Ils découvriront qu’en dehors de leurs textes il ne faut jamais voler au malade et à ses proches, un dernier regard, une dernière parole, un dernier sourire, un dernier baiser ou une dernière caresse sur la main. Pousser sur la seringue risque de secouer et de réveiller les consciences.
Cette séparation des textes a été difficile à obtenir. Nous vivons une période de bascule et de rupture profonde envers nos élites et gouvernants de ce monde qui n’appartiennent plus à notre monde, celui du vécu, du réel, le vrai, le quotidien, et qui de fait ne parviennent plus à le représenter.
Après les 170 000 morts du Covid-19, par éthique, par devoir et conscience, les soignants se méfient des élites qui fuient leurs responsabilités et ne les assument plus. « La défiance des Français envers le monde politique et donc du législateur protégé et déresponsabilisé est à un niveau jamais mesuré » révèle le baromètre annuel du Cevipof en ce début d’année 2025 et s’inscrit dans cette fracture démocratique majeure qui gagne de plus en plus de terrain jusqu’à ne plus pouvoir en apprécier les limites à venir.
Dans ce contexte de fracture démocratique, le Premier Ministre a pris la décision lucide et courageuse de distinguer soins palliatifs et mort provoquée proposant un chemin éthique digne de notre démocratie respectueux de ce qu’a de si personnel et intime la fin de vie, de la pluralité des convictions et des opinions de chacun loin des violences et pressions idéologiques suscitées par l’agitation de l’opinion publique.

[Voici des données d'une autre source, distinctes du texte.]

use crate::color::{COMPLEMENTARY_OFFSETS, Palette, Rgb, SHADE_OFFSETS, hex_to_rgb, rgb_to_hsl};
use crate::terminal::contrasting_text;
use comfy_table::{
    Attribute, Cell, CellAlignment, Color, ContentArrangement, Table,
    modifiers::UTF8_ROUND_CORNERS, presets::UTF8_FULL,
};

const HEADERS: [&str; 5] = ["Tone", "Hex", "RGB", "HSL", "Swatch"];
const SWATCH_WIDTH: usize = 8;

/// Palette renderer using comfy-table, with colored swatch cells
pub struct PaletteTableRenderer {
    no_colors: bool,
}

impl PaletteTableRenderer {
    pub fn new(no_colors: bool) -> Self {
        Self { no_colors }
    }

    pub fn render(&self, palette: &Palette) -> String {
        let mut table = Table::new();

        table
            .load_preset(UTF8_FULL)
            .apply_modifier(UTF8_ROUND_CORNERS)
            .set_content_arrangement(ContentArrangement::Dynamic);

        if self.no_colors {
            table.force_no_tty();
        } else {
            table.enforce_styling();
        }

        let header_cells: Vec<Cell> = HEADERS
            .iter()
            .map(|header| {
                let cell = Cell::new(header).set_alignment(CellAlignment::Center);
                if self.no_colors {
                    cell
                } else {
                    cell.add_attribute(Attribute::Bold)
                }
            })
            .collect();
        table.set_header(header_cells);

        table.add_row(self.row("base", &palette.base));

        for (hex, (light, _)) in palette.shades.iter().zip(SHADE_OFFSETS) {
            table.add_row(self.row(&format!("shade {:+}", light), hex));
        }

        for (hex, (hue, _, _)) in palette.complementary.iter().zip(COMPLEMENTARY_OFFSETS) {
            table.add_row(self.row(&format!("complement {:+}°", hue), hex));
        }

        table.to_string()
    }

    fn row(&self, label: &str, hex: &str) -> Vec<Cell> {
        let rgb = hex_to_rgb(hex);
        let hsl = rgb_to_hsl(rgb);

        vec![
            Cell::new(label),
            Cell::new(hex),
            Cell::new(format!("{}, {}, {}", rgb.r, rgb.g, rgb.b)),
            Cell::new(format!("{}°, {}%, {}%", hsl.h, hsl.s, hsl.l)),
            self.swatch_cell(rgb),
        ]
    }

    fn swatch_cell(&self, rgb: Rgb) -> Cell {
        if self.no_colors {
            return Cell::new("");
        }

        let text = contrasting_text(rgb);
        Cell::new(" ".repeat(SWATCH_WIDTH))
            .bg(to_comfy(rgb))
            .fg(to_comfy(text))
    }
}

fn to_comfy(rgb: Rgb) -> Color {
    Color::Rgb {
        r: rgb.r,
        g: rgb.g,
        b: rgb.b,
    }
}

Continuer à fracturer et diviser la société, et surtout le monde des soignants, en ces temps du post Covid qui persistent n’était pas raisonnable ni souhaitable pour le bien commun, c’est une certitude.
« Nous ne pouvons consentir à vous faire mourir » alerte Claire FOURCADE présidente de la Société Française d’accompagnement et de soins palliatifs dans « Journal de la fin de vie » ( Fayard ) et met en garde contre les dangers de la législation de l’euthanasie et du suicide assisté et de leurs dérives. « Voter la loi Euthanasie c’est signer l’arrêt de mort des soins palliatifs pour raison d’économie parce qu’Euthanasie au final dans ce projet funeste et non avoué rime avec économie. L’euthanasie ne soulage pas le patient, elle l’élimine »
Pour Jérôme FOURQUET « On assiste à la suite logique de l’individualisme roi et la disparition du lien collectif ou l’individu émancipé de toutes les vieilles matrices aspire au choix intégral de sa propre mort et de ses propres obsèques » mais attachés aux libertés individuelles les sondés de fait sont largement en faveur de la liberté de conscience des soignants et tiennent à leur garantir que la loi ne leur impose pas.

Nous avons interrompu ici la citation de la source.